Domestic upholstery which is not import based grew by 33% organically, and 62% comprehensively on a YoY basis. HOFT has its own manufacturing here. That vertical integration means this segment is the one where they aren’t just an importer and distributor. Basically, it’s the only interesting segment. And the closer positioning has shielded it from logistic inflation, and it’s only really getting affected by general raw material inflation. It’s achieving scale, and therefore operating margins which will reflect that operating leverage has doubled. While GMs have fallen, its monumental growth and relatively stable GMs all things considered, make it a welcome gross profit contributor, and therefore has stemmed overall gross profit declines despite the precipitous GM declines and limited sales growth in Hooker Branded, and the sales declines in Home Meridian, the furniture line acquired in 2016.

We should make a note on Home Meridian. Its current problem isn’t from production difficulties. Indeed, neither is Hooker Branded which started to recover in the latest quarter. The problem persisting in Home Meridian is that retailers are still working through their inventory from the revenue pull-forward due to COVID-19 and WFH. They aren’t restocking yet. Sales declines were big there, 32% declines YoY.

Conclusions

Home Meridian and Hooker Branded will benefit from easier H2 2021 comps that got gimped by production difficulties in Asia. This mitigates the inventory glut issue in HMI which is the biggest segment by revenue, and helps Hooker Branded which is by far the biggest segment by gross profit at around 50%.
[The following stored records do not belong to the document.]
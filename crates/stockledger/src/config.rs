//! Settings file and source resolution.
//!
//! ```json
//! {
//!   "store": "/var/lib/stockledger/store.json",
//!   "default": { "export_dir": "/srv/export", "active": true },
//!   "users": {
//!     "alice": { "export_dir": "/home/alice/export", "delimiter": ";", "active": true }
//!   }
//! }
//! ```
//!
//! A user's own active source wins over the shared default.

use serde::{Deserialize, Serialize};
use std::collections::BTreeMap;
use std::fs;
use std::path::{Path, PathBuf};
use stockledger_importer::ExportConfig;
use thiserror::Error;

const APP_DIR: &str = "stockledger";

/// Errors loading or resolving settings.
#[derive(Debug, Error)]
pub enum ConfigError {
    /// The settings file could not be read.
    #[error("failed to read settings {path}: {source}")]
    Io {
        /// The settings file.
        path: PathBuf,
        /// The underlying IO error.
        #[source]
        source: std::io::Error,
    },

    /// The settings file is not valid JSON for [`Settings`].
    #[error("invalid settings {path}: {source}")]
    Parse {
        /// The settings file.
        path: PathBuf,
        /// The underlying JSON error.
        #[source]
        source: serde_json::Error,
    },

    /// Neither the user nor the shared default has an active source.
    #[error("no active source configured{}", for_user(.user))]
    NoActiveSource {
        /// The user that was resolved, if any.
        user: Option<String>,
    },
}

fn for_user(user: &Option<String>) -> String {
    user.as_ref()
        .map(|u| format!(" for user '{u}'"))
        .unwrap_or_default()
}

/// A configured export source.
#[derive(Debug, Clone, PartialEq, Eq, Serialize, Deserialize)]
pub struct SourceSettings {
    /// Export location and layout.
    #[serde(flatten)]
    pub export: ExportConfig,
    /// Inactive sources are ignored during resolution.
    #[serde(default = "default_active")]
    pub active: bool,
}

const fn default_active() -> bool {
    true
}

/// Contents of the settings file.
#[derive(Debug, Clone, Default, PartialEq, Eq, Serialize, Deserialize)]
pub struct Settings {
    /// Location of the local store snapshot.
    #[serde(default)]
    pub store: Option<PathBuf>,
    /// Shared source used when a user has none of their own.
    #[serde(default)]
    pub default: Option<SourceSettings>,
    /// Per-user sources.
    #[serde(default)]
    pub users: BTreeMap<String, SourceSettings>,
}

impl Settings {
    /// Load settings from a file.
    pub fn load(path: &Path) -> Result<Self, ConfigError> {
        let content = fs::read_to_string(path).map_err(|source| ConfigError::Io {
            path: path.to_path_buf(),
            source,
        })?;
        serde_json::from_str(&content).map_err(|source| ConfigError::Parse {
            path: path.to_path_buf(),
            source,
        })
    }

    /// Load settings from `path`, or from the default location.
    ///
    /// An explicit path must exist. A missing file at the default location
    /// yields empty settings.
    pub fn load_or_default(path: Option<&Path>) -> Result<Self, ConfigError> {
        if let Some(path) = path {
            return Self::load(path);
        }
        match default_settings_path() {
            Some(path) if path.exists() => {
                tracing::debug!(path = %path.display(), "loading settings");
                Self::load(&path)
            }
            _ => Ok(Self::default()),
        }
    }

    /// Pick the export source for `user`.
    ///
    /// The user's active source wins; otherwise the active shared default is
    /// used.
    pub fn resolve(&self, user: Option<&str>) -> Result<&ExportConfig, ConfigError> {
        let own = user
            .and_then(|u| self.users.get(u))
            .filter(|source| source.active);
        if let Some(source) = own {
            tracing::debug!(user = user.unwrap_or_default(), "using user source");
            return Ok(&source.export);
        }

        self.default
            .as_ref()
            .filter(|source| source.active)
            .map(|source| &source.export)
            .ok_or_else(|| ConfigError::NoActiveSource {
                user: user.map(str::to_string),
            })
    }

    /// The store location: the configured one, or the default data path.
    pub fn store_path(&self) -> Option<PathBuf> {
        self.store.clone().or_else(default_store_path)
    }
}

/// Default settings file location.
pub fn default_settings_path() -> Option<PathBuf> {
    dirs::config_dir().map(|p| p.join(APP_DIR).join("config.json"))
}

/// Default store snapshot location.
pub fn default_store_path() -> Option<PathBuf> {
    dirs::data_dir().map(|p| p.join(APP_DIR).join("store.json"))
}
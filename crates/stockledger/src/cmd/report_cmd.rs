//! stock-report - Closing stock, closing balance and stock ledger reports.
//!
//! # Usage
//!
//! ```bash
//! stock-report stock --start 2024-04-01 --end 2025-03-31 --hide-zero
//! stock-report balance --end 2025-03-31 --format csv --output balances.csv
//! stock-report ledger 1001 --source live --user alice
//! ```
//!
//! # Reports
//!
//! - `stock` - Weighted-average valuation of every inventory item
//! - `balance` - Opening, period and closing balance of every account
//! - `ledger CODE` - Running-balance ledger of one inventory item

use crate::cmd::source::{open_feed, SourceArgs, SourceKind};
use crate::render::{self, OutputFormat};
use crate::{logging, reports};
use anyhow::{Context, Result};
use chrono::NaiveDate;
use clap::{Parser, Subcommand};
use std::fs::File;
use std::io::{self, BufWriter, Write};
use std::path::PathBuf;
use std::process::ExitCode;
use stockledger_core::{DateWindow, TransactionFeed};

/// Generate stock and balance reports.
#[derive(Parser, Debug)]
#[command(name = "stock-report")]
#[command(author, version, about, long_about = None)]
struct Args {
    /// The report to generate
    #[command(subcommand)]
    report: Report,

    /// First day of the period, inclusive (YYYY-MM-DD)
    #[arg(long, value_name = "DATE", global = true)]
    start: Option<NaiveDate>,

    /// Last day of the period, inclusive (YYYY-MM-DD)
    #[arg(long, value_name = "DATE", global = true)]
    end: Option<NaiveDate>,

    /// Output format
    #[arg(short, long, value_enum, default_value_t = OutputFormat::Text, global = true)]
    format: OutputFormat,

    /// Write the report to a file instead of stdout
    #[arg(short, long, value_name = "FILE", global = true)]
    output: Option<PathBuf>,

    /// Data source to report from
    #[arg(long, value_enum, default_value_t = SourceKind::Local, global = true)]
    source: SourceKind,

    #[command(flatten)]
    sources: SourceArgs,

    /// Show verbose output
    #[arg(short, long, global = true)]
    verbose: bool,
}

/// A report request.
#[derive(Subcommand, Debug, Clone, PartialEq, Eq)]
pub enum Report {
    /// Closing stock of every inventory item
    Stock {
        /// Leave out items whose closing quantity is zero
        #[arg(long)]
        hide_zero: bool,
    },
    /// Closing balance of every account
    Balance,
    /// Running-balance ledger of one inventory item
    Ledger {
        /// Item code
        #[arg(value_name = "CODE")]
        code: i64,
    },
}

/// Main entry point for the report command.
pub fn main() -> ExitCode {
    let args = Args::parse();
    logging::init(args.verbose);

    match run(&args) {
        Ok(()) => ExitCode::SUCCESS,
        Err(e) => {
            eprintln!("error: {e:#}");
            ExitCode::from(1)
        }
    }
}

fn run(args: &Args) -> Result<()> {
    let window = DateWindow::new(args.start, args.end);
    if window.is_inverted() {
        tracing::warn!("--start is after --end; the period is empty");
    }

    let feed = open_feed(args.source, &args.sources)?;

    match &args.output {
        Some(path) => {
            let file = File::create(path)
                .with_context(|| format!("failed to create {}", path.display()))?;
            let mut writer = BufWriter::new(file);
            write_report(feed.as_ref(), &args.report, &window, args.format, &mut writer)?;
            writer.flush()?;
            eprintln!("Wrote {}", path.display());
        }
        None => {
            let mut stdout = io::stdout().lock();
            write_report(feed.as_ref(), &args.report, &window, args.format, &mut stdout)?;
        }
    }

    Ok(())
}

/// Build a report from `feed` and write it in `format`.
pub fn write_report<W: Write>(
    feed: &dyn TransactionFeed,
    report: &Report,
    window: &DateWindow,
    format: OutputFormat,
    writer: &mut W,
) -> Result<()> {
    match report {
        Report::Stock { hide_zero } => {
            let report = reports::closing_stock(feed, window, *hide_zero)?;
            render::closing_stock(&report, format, writer)
        }
        Report::Balance => {
            let report = reports::closing_balance(feed, window)?;
            render::closing_balance(&report, format, writer)
        }
        Report::Ledger { code } => {
            let report = reports::stock_ledger(feed, *code, window)?;
            render::stock_ledger(&report, format, writer)
        }
    }
}
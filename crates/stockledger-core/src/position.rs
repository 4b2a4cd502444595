//! Opening position of an item.
//!
//! The source system stores one opening row per master ("folio"). For
//! inventory items it holds a quantity and a value; for accounts only the
//! first figure is meaningful and is read as a balance.

use rust_decimal::Decimal;
use serde::{Deserialize, Serialize};

/// Opening quantity and value of an item.
///
/// A missing opening row is the same as a zero position.
///
/// # Examples
///
/// ```
/// use stockledger_core::OpeningPosition;
/// use rust_decimal_macros::dec;
///
/// let opening = OpeningPosition::new(dec!(100), dec!(1000));
/// assert_eq!(opening.average_rate(), dec!(10));
///
/// // Accounts read the first figure as their balance
/// assert_eq!(OpeningPosition::balance_of(dec!(500)).balance(), dec!(500));
/// ```
#[derive(Debug, Clone, Copy, PartialEq, Eq, Default, Serialize, Deserialize)]
pub struct OpeningPosition {
    /// Opening quantity (for accounts: opening balance).
    pub quantity: Decimal,
    /// Opening value.
    pub value: Decimal,
}

impl OpeningPosition {
    /// Create a new opening position.
    #[must_use]
    pub const fn new(quantity: Decimal, value: Decimal) -> Self {
        Self { quantity, value }
    }

    /// A zero position, used when an item has no opening row.
    #[must_use]
    pub const fn zero() -> Self {
        Self {
            quantity: Decimal::ZERO,
            value: Decimal::ZERO,
        }
    }

    /// Opening position of an account with the given balance.
    #[must_use]
    pub const fn balance_of(balance: Decimal) -> Self {
        Self {
            quantity: balance,
            value: Decimal::ZERO,
        }
    }

    /// The opening balance of an account.
    #[must_use]
    pub const fn balance(&self) -> Decimal {
        self.quantity
    }

    /// Average cost per unit, zero when the quantity is zero.
    #[must_use]
    pub fn average_rate(&self) -> Decimal {
        self.value
            .checked_div(self.quantity)
            .unwrap_or(Decimal::ZERO)
    }

    /// Check if both figures are zero.
    #[must_use]
    pub const fn is_zero(&self) -> bool {
        self.quantity.is_zero() && self.value.is_zero()
    }
}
What’s more important is the growth in domestic upholstery. Proximity is important now that logistics is more expensive. And US-based on-shored production is more defensible from disruption. They’ve grown meaningfully in the mix and have single-handedly reduced import and China exposure, going from being half the size of HMI in gross profit to almost matching it in one year, also thanks to the Sunset West acquisition which made 50% of the growth inorganic. Still, already on an organic basis, the growth in the mix has been formidable. This advantaged segment growing in the mix and achieving operating leverage and scale should be followed by investors.

Inventory glut is pretty bad right now, so could a worsening macro situation, which is a legitimate concern, really create that much worse of an environment in terms of sales velocity? Backlog covers a trimester for the company, so there’s a cushion there, and if sales and gross profits hold, HOFT is valued at about 5.5x EV/EBITDA on annualised EBITDA from this H1 2022. The payout coverage is about 2x of the dividend with net income, and the yield is between 5-6% which is pretty high.

We see the business becoming more resilient. While the fervour is gone, we don’t foresee total disaster for the business. Perhaps some years of no growth or modest decline.

hoft price

HOFT Price (Seeking Alpha)

We don’t think trading at the absolute worst COVID-19 depths makes sense. The share count is the same as before by the way. Probably a buy especially with minimal interest rate risk to speak of (look at lack of interest expense), and a strong dividend pick.